ABC’s reporting efforts seem to have had an effect on the Russian judge, who acknowledged the holes that ABC uncovered, releasing him arbitrarily. It’s rare as a foreign journalist in today’s Russia to feel you have had a direct, positive impact on someone’s life. Gaylen Grandstaff thanked ABC News directly for his release saying without ABC’s presence in court and pressing questions to authorities he doubts he would be free today.





Modern Baby


Over 40 years ago, the world’s first “test tube baby” was born. The idea of a baby being conceived outside of the human body was mind blowing in 1978, but since then, more than eight million babies have been born through in vitro fertilization, allowing people to carve a new path to parenthood.


ABC News spent more than a year following families on their unique IVF Journeys. As different as these families are, there is one common theme: There are no guarantees on the road to parenthood.



Data Driven Coverage & Statistical Analysis


FiveThirtyEightuses statistical analysis — hard numbers — to tell compelling stories about elections, politics, science, economics and modern life. We have fortified ABC News’ political coverage by bringing cutting-edge political forecasters FiveThirtyEight into the ABC News family, and a time when politics has never been more extraordinary and confusing, FiveThirtyEight has helped to bring more clarity and insight to what’s really going on with comprehensive statistical analysis and data visualization.



A Tale Of Two Suburbs






For Cleveland suburbs Shaker and Parma, they have had little in common other than that, until recently, Democratic presidential candidates could count on their votes. But in 2016, Parma voted for Donald Trump, and Shaker didn’t. To Clevelanders, this split followed a certain logic. Shaker and Parma have long been of different tribes, though the same political party.

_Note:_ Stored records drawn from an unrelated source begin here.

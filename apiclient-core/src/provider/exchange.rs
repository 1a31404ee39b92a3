//! Exchange-rate sources. Both providers answer with a `rates` object.

use serde_json::{Map, Value};

use super::{ProviderId, Source, number};
use crate::config::Endpoints;

/// Sources for the `from -> to` rate. Codes are expected uppercased.
pub fn sources(endpoints: &Endpoints, from: &str, to: &str) -> Vec<Source> {
    vec![
        Source::new(
            ProviderId::ExchangeRateApi,
            format!("{}/{from}", endpoints.exchangerate_api.trim_end_matches('/')),
        ),
        Source::new(ProviderId::Frankfurter, &endpoints.frankfurter)
            .param("from", from)
            .param("to", to),
    ]
}

pub fn extract_rate(provider: ProviderId, body: &Map<String, Value>, to: &str) -> f64 {
    match provider {
        ProviderId::ExchangeRateApi | ProviderId::Frankfurter => body
            .get("rates")
            .and_then(|rates| rates.get(to))
            .and_then(number)
            .unwrap_or(0.0),
        ProviderId::CoinGecko | ProviderId::Binance | ProviderId::OpenMeteo | ProviderId::Wttr => {
            0.0
        }
    }
}

#[cfg(test)]
mod tests {
    use super::*;
    use serde_json::json;

    fn object(value: Value) -> Map<String, Value> {
        match value {
            Value::Object(map) => map,
            other => panic!("expected object, got {other}"),
        }
    }

    #[test]
    fn both_providers_read_rates_table() {
        let body = object(json!({"base": "USD", "rates": {"EUR": 0.92, "RUB": 91.5}}));

        assert_eq!(extract_rate(ProviderId::ExchangeRateApi, &body, "EUR"), 0.92);
        assert_eq!(extract_rate(ProviderId::Frankfurter, &body, "RUB"), 91.5);
    }

    #[test]
    fn missing_target_currency_is_zero() {
        let body = object(json!({"rates": {"EUR": 0.92}}));
        assert_eq!(extract_rate(ProviderId::Frankfurter, &body, "JPY"), 0.0);
    }

    #[test]
    fn sources_embed_codes() {
        let sources = sources(&Endpoints::default(), "USD", "EUR");

        assert_eq!(sources[0].url, "https://api.exchangerate-api.com/v4/latest/USD");
        assert!(sources[0].params.is_empty());
        assert_eq!(
            sources[1].params,
            vec![("from".into(), "USD".into()), ("to".into(), "EUR".into())]
        );
    }
}
use std::{
    sync::Arc,
    time::{Duration, Instant},
};

use reqwest::{
    Client, StatusCode,
    header::{ACCEPT, HeaderMap, HeaderValue},
};
use serde_json::{Map, Value};
use tracing::{debug, warn};

use crate::{error::AttemptError, stats::Stats};

const USER_AGENT: &str = "APIClient/1.0";

/// Outcome of one GET attempt. Failures are data, never errors.
#[derive(Debug, Clone)]
pub struct RawResponse {
    pub status: Result<(), AttemptError>,
    /// Decoded body when it is a JSON object; anything else is `None`.
    pub body: Option<Map<String, Value>>,
    pub elapsed: Duration,
}

impl RawResponse {
    pub fn is_success(&self) -> bool {
        self.status.is_ok()
    }

    /// The body, if the attempt succeeded and the body holds at least one field.
    pub fn usable_body(&self) -> Option<&Map<String, Value>> {
        if !self.is_success() {
            return None;
        }
        self.body.as_ref().filter(|body| !body.is_empty())
    }
}

/// GET wrapper over a pooled `reqwest::Client` with a fixed timeout.
#[derive(Debug, Clone)]
pub struct HttpFetcher {
    http: Client,
    stats: Arc<Stats>,
}

impl HttpFetcher {
    pub fn new(timeout: Duration, stats: Arc<Stats>) -> Self {
        let mut headers = HeaderMap::new();
        headers.insert(ACCEPT, HeaderValue::from_static("application/json"));

        let http = Client::builder()
            .timeout(timeout)
            .user_agent(USER_AGENT)
            .default_headers(headers)
            .build()
            .unwrap_or_else(|err| {
                warn!(error = %err, "failed to build HTTP client, using defaults");
                Client::new()
            });

        Self { http, stats }
    }

    /// Performs one GET and records it in the attempt counter.
    pub async fn get(&self, url: &str, params: &[(String, String)]) -> RawResponse {
        let started = Instant::now();
        let result = self.fetch(url, params).await;
        self.stats.record_attempt();
        let elapsed = started.elapsed();

        match result {
            Ok((status, body)) if status == StatusCode::OK => {
                debug!(url, elapsed_ms = elapsed.as_millis() as u64, "request succeeded");
                RawResponse {
                    status: Ok(()),
                    body,
                    elapsed,
                }
            }
            Ok((status, body)) => {
                warn!(url, status = status.as_u16(), "request returned non-200 status");
                RawResponse {
                    status: Err(AttemptError::Status(status.as_u16())),
                    body,
                    elapsed,
                }
            }
            Err(err) => {
                let error = classify(&err);
                warn!(url, error = %error, "request failed");
                RawResponse {
                    status: Err(error),
                    body: None,
                    elapsed,
                }
            }
        }
    }

    /// Returns `true` only when `url` answers 200 within `timeout`.
    /// Not counted as an attempt.
    pub async fn is_reachable(&self, url: &str, timeout: Duration) -> bool {
        match self.http.get(url).timeout(timeout).send().await {
            Ok(res) => res.status() == StatusCode::OK,
            Err(err) => {
                debug!(url, error = %err, "connectivity check failed");
                false
            }
        }
    }

    async fn fetch(
        &self,
        url: &str,
        params: &[(String, String)],
    ) -> reqwest::Result<(StatusCode, Option<Map<String, Value>>)> {
        let res = self.http.get(url).query(params).send().await?;
        let status = res.status();
        let text = res.text().await?;

        Ok((status, decode_object(&text)))
    }
}

fn classify(err: &reqwest::Error) -> AttemptError {
    if err.is_timeout() {
        AttemptError::Timeout
    } else {
        AttemptError::Transport(err.to_string())
    }
}

fn decode_object(text: &str) -> Option<Map<String, Value>> {
    match serde_json::from_str(text) {
        Ok(Value::Object(map)) => Some(map),
        _ => None,
    }
}
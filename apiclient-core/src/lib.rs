//! Core library for the `apiclient` CLI.
//!
//! This crate defines:
//! - A fallback orchestrator that tries data providers in priority order,
//!   with bounded exponential backoff
//! - Provider descriptors and per-provider response extraction
//!   (bitcoin price, weather, exchange rates)
//! - Usage statistics and an optional in-memory response cache
//! - Configuration handling
//!
//! It is used by `apiclient-cli`, but can also be reused by other binaries or services.

pub mod cache;
pub mod client;
pub mod config;
pub mod error;
pub mod http;
pub mod model;
pub mod provider;
pub mod retry;
pub mod stats;

pub use client::{ApiClient, default_client};
pub use config::{ClientConfig, Endpoints};
pub use error::{AttemptError, LookupError, SourceFailure};
pub use model::{ExchangeRate, PriceQuote, WeatherReport, envelope};
pub use provider::ProviderId;
pub use retry::RetryPolicy;
pub use stats::Statistics;
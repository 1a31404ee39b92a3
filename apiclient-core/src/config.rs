use anyhow::{Context, Result, anyhow};
use directories::ProjectDirs;
use serde::{Deserialize, Serialize};
use std::{fs, path::PathBuf, time::Duration};

/// Base URLs of every provider plus the connectivity probe.
#[derive(Debug, Clone, PartialEq, Eq, Serialize, Deserialize)]
#[serde(default)]
pub struct Endpoints {
    pub coingecko: String,
    pub binance: String,
    pub open_meteo: String,
    /// City name is appended as a path segment.
    pub wttr: String,
    /// Source currency is appended as a path segment.
    pub exchangerate_api: String,
    pub frankfurter: String,
    pub probe: String,
}

impl Default for Endpoints {
    fn default() -> Self {
        Self {
            coingecko: "https://api.coingecko.com/api/v3/simple/price".to_string(),
            binance: "https://api.binance.com/api/v3/ticker/price".to_string(),
            open_meteo: "https://api.open-meteo.com/v1/forecast".to_string(),
            wttr: "https://wttr.in".to_string(),
            exchangerate_api: "https://api.exchangerate-api.com/v4/latest".to_string(),
            frankfurter: "https://api.frankfurter.app/latest".to_string(),
            probe: "https://httpbin.org/status/200".to_string(),
        }
    }
}

impl Endpoints {
    /// Every endpoint under one base URL, e.g. a local mock server:
    /// `<base>/coingecko`, `<base>/wttr`, `<base>/status/200`, ...
    pub fn rooted_at(base: &str) -> Self {
        let base = base.trim_end_matches('/');
        Self {
            coingecko: format!("{base}/coingecko"),
            binance: format!("{base}/binance"),
            open_meteo: format!("{base}/open-meteo"),
            wttr: format!("{base}/wttr"),
            exchangerate_api: format!("{base}/exchangerate-api"),
            frankfurter: format!("{base}/frankfurter"),
            probe: format!("{base}/status/200"),
        }
    }
}

/// Top-level client configuration stored on disk.
///
/// Example TOML:
/// ```toml
/// timeout_secs = 10
/// max_retries = 3
///
/// [endpoints]
/// wttr = "https://wttr.in"
/// ```
#[derive(Debug, Clone, PartialEq, Eq, Serialize, Deserialize)]
#[serde(default)]
pub struct ClientConfig {
    /// Per-request deadline.
    pub timeout_secs: u64,

    /// Extra attempts beyond the first, for queries that retry.
    pub max_retries: u32,

    /// First backoff delay; doubles on each retry of the same source.
    pub backoff_base_ms: u64,

    pub probe_timeout_secs: u64,

    /// Apply the backoff policy to weather and exchange-rate lookups too.
    /// By default only price lookups retry a source.
    pub uniform_retries: bool,

    /// Keep successful results in memory for this long. `None` disables caching.
    pub cache_ttl_secs: Option<u64>,

    pub endpoints: Endpoints,
}

impl Default for ClientConfig {
    fn default() -> Self {
        Self {
            timeout_secs: 10,
            max_retries: 3,
            backoff_base_ms: 500,
            probe_timeout_secs: 5,
            uniform_retries: false,
            cache_ttl_secs: None,
            endpoints: Endpoints::default(),
        }
    }
}

impl ClientConfig {
    pub fn timeout(&self) -> Duration {
        Duration::from_secs(self.timeout_secs)
    }

    pub fn backoff_base(&self) -> Duration {
        Duration::from_millis(self.backoff_base_ms)
    }

    pub fn probe_timeout(&self) -> Duration {
        Duration::from_secs(self.probe_timeout_secs)
    }

    pub fn cache_ttl(&self) -> Option<Duration> {
        self.cache_ttl_secs.map(Duration::from_secs)
    }

    pub fn from_toml_str(contents: &str) -> Result<Self> {
        toml::from_str(contents).context("Failed to parse client configuration")
    }

    /// Load config from disk, or return defaults if it doesn't exist yet.
    pub fn load() -> Result<Self> {
        let path = Self::config_file_path()?;
        if !path.exists() {
            return Ok(Self::default());
        }

        let contents = fs::read_to_string(&path)
            .with_context(|| format!("Failed to read config file: {}", path.display()))?;

        let cfg: ClientConfig = toml::from_str(&contents)
            .with_context(|| format!("Failed to parse config file: {}", path.display()))?;

        Ok(cfg)
    }

    /// Save config to disk, creating parent directories as needed.
    pub fn save(&self) -> Result<PathBuf> {
        let path = Self::config_file_path()?;

        if let Some(parent) = path.parent() {
            fs::create_dir_all(parent).with_context(|| {
                format!("Failed to create config directory: {}", parent.display())
            })?;
        }

        let toml =
            toml::to_string_pretty(self).context("Failed to serialize configuration to TOML")?;

        fs::write(&path, toml)
            .with_context(|| format!("Failed to write config file: {}", path.display()))?;

        Ok(path)
    }

    /// Path to the config file.
    pub fn config_file_path() -> Result<PathBuf> {
        let dirs = ProjectDirs::from("dev", "apiclient", "apiclient")
            .ok_or_else(|| anyhow!("Could not determine platform config directory"))?;

        Ok(dirs.config_dir().join("config.toml"))
    }
}

#[cfg(test)]
mod tests {
    use super::*;

    #[test]
    fn defaults_match_documented_values() {
        let cfg = ClientConfig::default();

        assert_eq!(cfg.timeout(), Duration::from_secs(10));
        assert_eq!(cfg.max_retries, 3);
        assert_eq!(cfg.backoff_base(), Duration::from_millis(500));
        assert_eq!(cfg.probe_timeout(), Duration::from_secs(5));
        assert!(!cfg.uniform_retries);
        assert_eq!(cfg.cache_ttl(), None);
    }

    #[test]
    fn partial_toml_falls_back_to_defaults() {
        let cfg = ClientConfig::from_toml_str(
            r#"
            max_retries = 1
            cache_ttl_secs = 300

            [endpoints]
            wttr = "http://localhost:9000"
            "#,
        )
        .expect("config should parse");

        assert_eq!(cfg.max_retries, 1);
        assert_eq!(cfg.timeout_secs, 10);
        assert_eq!(cfg.cache_ttl(), Some(Duration::from_secs(300)));
        assert_eq!(cfg.endpoints.wttr, "http://localhost:9000");
        assert_eq!(cfg.endpoints.binance, Endpoints::default().binance);
    }

    #[test]
    fn invalid_toml_is_reported() {
        let err = ClientConfig::from_toml_str("timeout_secs = \"soon\"").unwrap_err();
        let msg = err.to_string();
        assert!(msg.contains("Failed to parse client configuration"));
    }

    #[test]
    fn toml_roundtrip_preserves_config() {
        let cfg = ClientConfig {
            uniform_retries: true,
            cache_ttl_secs: Some(60),
            ..ClientConfig::default()
        };

        let text = toml::to_string_pretty(&cfg).expect("config should serialize");
        let parsed = ClientConfig::from_toml_str(&text).expect("config should parse");
        assert_eq!(parsed, cfg);
    }

    #[test]
    fn rooted_endpoints_share_base() {
        let endpoints = Endpoints::rooted_at("http://127.0.0.1:1234/");

        assert_eq!(endpoints.coingecko, "http://127.0.0.1:1234/coingecko");
        assert_eq!(endpoints.probe, "http://127.0.0.1:1234/status/200");
    }
}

The two cities, one racially mixed, the other homogenous, become fivethirtyeight’s reference point for looking at the cultural fissure in the Democratic Party that gaped open with the election of Trump. White Americans have split politically along class lines, and their alienation from each other following 2016 seems utter and complete. But the split that’s happening isn’t just between residents of rural and urban places. It’s also apparent in some suburbs, among people whose lives aren’t, at least on the surface, all that different from one another’s.